En général, nous le laissions faire, nous ne nous permettions d'intervenir que dans son intérêt, quand il avait avalé quelque chose de vraiment trop indigeste; par exemple, une bobèche de cuivre, attenant à une bougie, son mets préféré. Son regard, alors, était inquiet, son bec s'entr'ouvrait, sa respiration devenait haletante, et il était urgent de procéder à une opération délicate, mais à laquelle il se prêtait fort bien: l'un de nous prenait l'oiseau par les pattes, le mettait la tête en bas, l'autre lui tapait sur la nuque avec un bâton, jusqu'à ce que l'objet qui n'avait pas voulu passer tombât par terre. Une fois lâché, le marabout reprenait toute sa gravité majestueuse.

Notre seconde acquisition fut une délicieuse perruche. Elle était étonnamment câline, celle-là, et avait tout de suite su nous conquérir. Quand on approchait le doigt pour gratter sa petite tête verte, elle courbait le cou, en nous regardant gentiment de côté, de son joli œil noir, tout rond.

Hélas! elle resta peu de temps chez nous, elle fut bientôt victime de la voracité du marabout.

Nos deux oiseaux pourtant semblaient faire très bon ménage, et souvent le marabout, avec un air protecteur et empressé de grand frère, accompagnait la perruche dans ses promenades autour du jardin. Nous étions loin d'attendre un tel dénouement.

Un jour, le gros oiseau au crâne chauve se montra particulièrement tendre pour sa compagne. Il se dandinait devant elle, sur ses larges pattes, comme en proie aux transes de ne pouvoir exprimer toute l'immensité de son amour, et nous assistions, émus, à ce spectacle touchant. Mais, tout à coup, avant que nous ayons eu le temps de bondir, le gros bec du marabout s'ouvrit largement et se referma sur la petite perruche, avec son bruit caractéristique de bois sec... Il est inutile de dire que la vilaine bête hypocrite fut rapidement mise les jambes en l'air et que les coups de bâton, que je lui assénais sur la nuque, manquèrent cette fois d'aménité. La pauvre perruche réapparut bientôt; son cœur battait encore, mais tous ses petits os étaient brisés et nous ne pûmes la sauver.
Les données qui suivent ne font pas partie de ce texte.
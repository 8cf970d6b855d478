//! schema.org JSON-LD for each kind of page.

use press_kit_client::View;
use press_kit_core::config::SiteSettings;
use press_kit_core::text::{decode_html_entities, plain_text, word_count};
use press_kit_core::{Author, FeaturedMedia, Page, Post, Term};
use serde_json::{Value, json};
use url::Url;

const FALLBACK_URL: &str = "https://example.com";

/// Normalise a site origin: no trailing slash, `https://` when no scheme
/// is given, `https://example.com` when it still does not parse.
pub fn ensure_valid_url(url: &str) -> String {
    let trimmed = url.trim().trim_end_matches('/');
    if trimmed.is_empty() {
        return FALLBACK_URL.to_string();
    }
    // compare on the scheme alone; trimming can leave a bare "http:"
    let candidate = if trimmed.starts_with("http:") || trimmed.starts_with("https:") {
        trimmed.to_string()
    } else {
        format!("https://{}", trimmed)
    };
    match Url::parse(&candidate) {
        Ok(parsed) if parsed.host_str().is_some() => candidate,
        _ => FALLBACK_URL.to_string(),
    }
}

/// SEO plugin text as plain text, `None` when absent or blank
fn seo_text(field: Option<&str>) -> Option<String> {
    field.map(plain_text).filter(|t| !t.is_empty())
}

/// JSON-LD blocks for a resolved slug page
pub fn schema_for(site: &SiteSettings, view: &View) -> Vec<Value> {
    match view {
        View::Post(v) => {
            let author = v.author.as_ref().map(|a| a.name.as_str());
            let mut trail = vec![("Home".to_string(), "/".to_string())];
            if let Some(category) = &v.category {
                trail.push((decode_html_entities(&category.name), format!("/{}", category.slug)));
            }
            trail.push((plain_text(&v.post.title.rendered), format!("/{}", v.post.slug)));
            vec![
                article(site, &v.post, v.media.as_ref(), author),
                breadcrumbs(site, &trail),
            ]
        }
        View::Page(v) => vec![web_page(site, &v.page)],
        View::Category(v) | View::Tag(v) => vec![collection_page(site, &v.term, &v.posts)],
        View::Author(v) => vec![person(site, &v.author)],
        View::NotFound => Vec::new(),
    }
}

pub fn article(
    site: &SiteSettings,
    post: &Post,
    media: Option<&FeaturedMedia>,
    author_name: Option<&str>,
) -> Value {
    let site_url = ensure_valid_url(&site.url);
    let seo = post.yoast_head_json.as_ref();

    let headline = seo
        .and_then(|s| seo_text(s.title.as_deref()))
        .unwrap_or_else(|| plain_text(&post.title.rendered));
    let description = seo
        .and_then(|s| seo_text(s.description.as_deref()))
        .unwrap_or_else(|| plain_text(&post.excerpt.rendered));
    let image = media
        .or_else(|| post.embedded_media())
        .map(|m| m.source_url.clone())
        .unwrap_or_default();
    let author = author_name
        .or_else(|| post.embedded_author().map(|a| a.name.as_str()))
        .filter(|n| !n.is_empty())
        .unwrap_or("Unknown Author");
    let modified = if post.modified.is_empty() {
        &post.date
    } else {
        &post.modified
    };

    let mut schema = json!({
        "@context": "https://schema.org",
        "@type": "Article",
        "headline": headline,
        "description": description,
        "image": image,
        "datePublished": post.date,
        "dateModified": modified,
        "author": {
            "@type": "Person",
            "name": author,
        },
        "publisher": publisher(site, &site_url),
        "mainEntityOfPage": {
            "@type": "WebPage",
            "@id": format!("{}/{}", site_url, post.slug),
        },
        "wordCount": word_count(&post.content.rendered),
        "inLanguage": site.language,
    });

    if let Some(rating) = post.rating() {
        schema["review"] = json!({
            "@type": "AggregateRating",
            "ratingValue": rating.average,
            "bestRating": "5",
            "ratingCount": rating.count,
        });
    }
    schema
}

/// Category and tag archives
pub fn collection_page(site: &SiteSettings, term: &Term, posts: &[Post]) -> Value {
    let site_url = ensure_valid_url(&site.url);
    let seo = term.yoast_head_json.as_ref();
    let name = seo
        .and_then(|s| seo_text(s.title.as_deref()))
        .unwrap_or_else(|| decode_html_entities(&term.name));
    let description = seo
        .and_then(|s| seo_text(s.description.as_deref()))
        .unwrap_or_else(|| plain_text(&term.description));

    let items: Vec<Value> = posts
        .iter()
        .enumerate()
        .map(|(i, post)| {
            json!({
                "@type": "ListItem",
                "position": i + 1,
                "url": format!("{}/{}", site_url, post.slug),
                "name": plain_text(&post.title.rendered),
            })
        })
        .collect();
    let count = if term.count > 0 {
        term.count
    } else {
        posts.len() as u64
    };

    json!({
        "@context": "https://schema.org",
        "@type": "CollectionPage",
        "name": name,
        "description": description,
        "url": format!("{}/{}", site_url, term.slug),
        "mainEntity": {
            "@type": "ItemList",
            "itemListElement": items,
            "numberOfItems": count,
        },
        "publisher": publisher(site, &site_url),
        "inLanguage": site.language,
    })
}

pub fn person(site: &SiteSettings, author: &Author) -> Value {
    let site_url = ensure_valid_url(&site.url);
    json!({
        "@context": "https://schema.org",
        "@type": "Person",
        "name": decode_html_entities(&author.name),
        "description": plain_text(&author.description),
        "url": format!("{}/{}", site_url, author.slug),
        "image": author.avatar(96),
        "sameAs": author.social_links,
        "worksFor": {
            "@type": "Organization",
            "name": site.name,
        },
    })
}

/// Home and search pages
pub fn website(site: &SiteSettings) -> Value {
    let site_url = ensure_valid_url(&site.url);
    json!({
        "@context": "https://schema.org",
        "@type": "WebSite",
        "name": site.name,
        "description": site.description,
        "url": site_url,
        "potentialAction": {
            "@type": "SearchAction",
            "target": format!("{}/search?q={{search_term_string}}", site_url),
            "query-input": "required name=search_term_string",
        },
    })
}

pub fn web_page(site: &SiteSettings, page: &Page) -> Value {
    let site_url = ensure_valid_url(&site.url);
    let seo = page.yoast_head_json.as_ref();
    json!({
        "@context": "https://schema.org",
        "@type": "WebPage",
        "name": seo
            .and_then(|s| seo_text(s.title.as_deref()))
            .unwrap_or_else(|| plain_text(&page.title.rendered)),
        "description": seo
            .and_then(|s| seo_text(s.description.as_deref()))
            .unwrap_or_else(|| plain_text(&page.excerpt.rendered)),
        "url": format!("{}/{}", site_url, page.slug),
        "publisher": {
            "@type": "Organization",
            "name": site.name,
        },
    })
}

/// `items` are `(name, url)`; site-relative urls are made absolute
pub fn breadcrumbs(site: &SiteSettings, items: &[(String, String)]) -> Value {
    let site_url = ensure_valid_url(&site.url);
    let elements: Vec<Value> = items
        .iter()
        .enumerate()
        .map(|(i, (name, url))| {
            let item = if url.starts_with("http") {
                ensure_valid_url(url)
            } else {
                format!("{}{}", site_url, url)
            };
            json!({
                "@type": "ListItem",
                "position": i + 1,
                "name": name,
                "item": item,
            })
        })
        .collect();

    json!({
        "@context": "https://schema.org",
        "@type": "BreadcrumbList",
        "itemListElement": elements,
    })
}

fn publisher(site: &SiteSettings, site_url: &str) -> Value {
    let logo = if site.logo.starts_with("http") {
        site.logo.clone()
    } else {
        format!("{}/{}", site_url, site.logo.trim_start_matches('/'))
    };
    json!({
        "@type": "Organization",
        "name": site.name,
        "logo": {
            "@type": "ImageObject",
            "url": logo,
        },
    })
}

#[cfg(test)]
mod tests {
    use super::*;
    use press_kit_core::{Config, Rendered, SeoHead};
    use serde_json::json;

    fn site() -> SiteSettings {
        SiteSettings {
            url: "https://mowers.example".to_string(),
            ..Config::default().site
        }
    }

    #[test]
    fn test_ensure_valid_url() {
        assert_eq!(ensure_valid_url("https://mowers.example///"), "https://mowers.example");
        assert_eq!(ensure_valid_url("mowers.example"), "https://mowers.example");
        assert_eq!(ensure_valid_url(""), "https://example.com");
        assert_eq!(ensure_valid_url("http://"), "https://example.com");
        assert_eq!(ensure_valid_url("https:///"), "https://example.com");
        assert_eq!(ensure_valid_url("httpbin.org"), "https://httpbin.org");
        assert_eq!(ensure_valid_url("not a url"), "https://example.com");
    }

    #[test]
    fn test_article_headline_and_date() {
        let post = Post {
            slug: "my-post".to_string(),
            title: Rendered::new("My Post"),
            date: "2024-05-01T10:00:00".to_string(),
            content: Rendered::new("<p>one two three</p>"),
            ..Default::default()
        };
        let schema = article(&site(), &post, None, Some("Jim"));

        assert_eq!(schema["@type"], "Article");
        assert_eq!(schema["headline"], "My Post");
        assert_eq!(schema["datePublished"], "2024-05-01T10:00:00");
        assert_eq!(schema["dateModified"], "2024-05-01T10:00:00");
        assert_eq!(schema["author"]["name"], "Jim");
        assert_eq!(schema["mainEntityOfPage"]["@id"], "https://mowers.example/my-post");
        assert_eq!(schema["publisher"]["logo"]["url"], "https://mowers.example/static/logo.svg");
        assert_eq!(schema["wordCount"], 3);
        assert!(schema.get("review").is_none());
    }

    #[test]
    fn test_seo_fields_are_plain_text() {
        let post = Post {
            slug: "my-post".to_string(),
            title: Rendered::new("My Post"),
            yoast_head_json: Some(SeoHead {
                title: Some("Mowers &amp; Trimmers".to_string()),
                description: Some("<p>Best &#8217;24 picks</p>".to_string()),
            }),
            ..Default::default()
        };
        let schema = article(&site(), &post, None, None);
        assert_eq!(schema["headline"], "Mowers & Trimmers");
        assert_eq!(schema["description"], "Best \u{2019}24 picks");

        let blank = Post {
            yoast_head_json: Some(SeoHead {
                title: Some("  ".to_string()),
                description: None,
            }),
            ..post
        };
        assert_eq!(article(&site(), &blank, None, None)["headline"], "My Post");
    }

    #[test]
    fn test_article_includes_rating() {
        let post = Post {
            slug: "rated".to_string(),
            meta: json!({ "_article_rating": "4.5", "_article_rating_count": "8" }),
            ..Default::default()
        };
        let schema = article(&site(), &post, None, None);
        assert_eq!(schema["review"]["@type"], "AggregateRating");
        assert_eq!(schema["review"]["ratingValue"], 4.5);
        assert_eq!(schema["review"]["ratingCount"], 8);
        assert_eq!(schema["author"]["name"], "Unknown Author");
    }

    #[test]
    fn test_collection_page_lists_posts() {
        let term = Term {
            slug: "guides".to_string(),
            name: "Guides".to_string(),
            ..Default::default()
        };
        let posts = vec![Post {
            slug: "a".to_string(),
            ..Default::default()
        }];
        let schema = collection_page(&site(), &term, &posts);
        assert_eq!(schema["@type"], "CollectionPage");
        assert_eq!(schema["url"], "https://mowers.example/guides");
        assert_eq!(schema["mainEntity"]["numberOfItems"], 1);
        assert_eq!(
            schema["mainEntity"]["itemListElement"][0]["url"],
            "https://mowers.example/a"
        );
    }

    #[test]
    fn test_person_and_website() {
        let mut author = Author {
            slug: "jim".to_string(),
            name: "Jim".to_string(),
            social_links: vec!["https://x.com/jim".to_string()],
            ..Default::default()
        };
        author
            .avatar_urls
            .insert("96".to_string(), "https://a/96.png".to_string());
        let schema = person(&site(), &author);
        assert_eq!(schema["image"], "https://a/96.png");
        assert_eq!(schema["sameAs"][0], "https://x.com/jim");

        let schema = website(&site());
        assert_eq!(
            schema["potentialAction"]["target"],
            "https://mowers.example/search?q={search_term_string}"
        );
    }

    #[test]
    fn test_breadcrumbs_absolute_urls() {
        let schema = breadcrumbs(
            &site(),
            &[
                ("Home".to_string(), "/".to_string()),
                ("Docs".to_string(), "https://docs.example/".to_string()),
            ],
        );
        let items = &schema["itemListElement"];
        assert_eq!(items[0]["item"], "https://mowers.example/");
        assert_eq!(items[0]["position"], 1);
        assert_eq!(items[1]["item"], "https://docs.example");
    }
}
Le marabout dut se repentir par la suite de son crime, car notre perruche fut remplacée chez nous par un singe des plus malins.

Dès qu'il vit ce nouvel arrivant, le gros oiseau comprit qu'il ne serait plus le maître incontesté du lieu. Il alla pompeusement se retirer sur une branche, dans le jardin.

Et notre foyer perdit, aux heures de la sieste, sa tranquillité monotone. Au lieu de dormir, il nous fallut sans relâche mettre la paix entre nos hôtes.—Tous les torts étaient incontestablement du côté du singe, c'était toujours lui qui commençait.—Après les repas, dès qu'il voyait le marabout repu fermer ses vieilles paupières grises, il s'approchait de lui à pas de loup et lui arrachait brusquement quelques-unes des plumes noires qui ornaient sa queue.

Le singe recevait alors un rude coup de bec et se sauvait souvent le crâne plein de sang. Mais les belles plumes avaient pour lui un attrait si irrésistible qu'il ne pouvait s'empêcher de toujours recommencer son jeu.

Ce manège-là dura plusieurs mois. Le marabout prit un pauvre air de résignation navrée, sa tête ridée s'enfonça plus profondément encore dans sa collerette blanche, son plumage devint râpé et pitoyable. Il ne quitta plus son perchoir que la nuit, quand son ennemi dormait.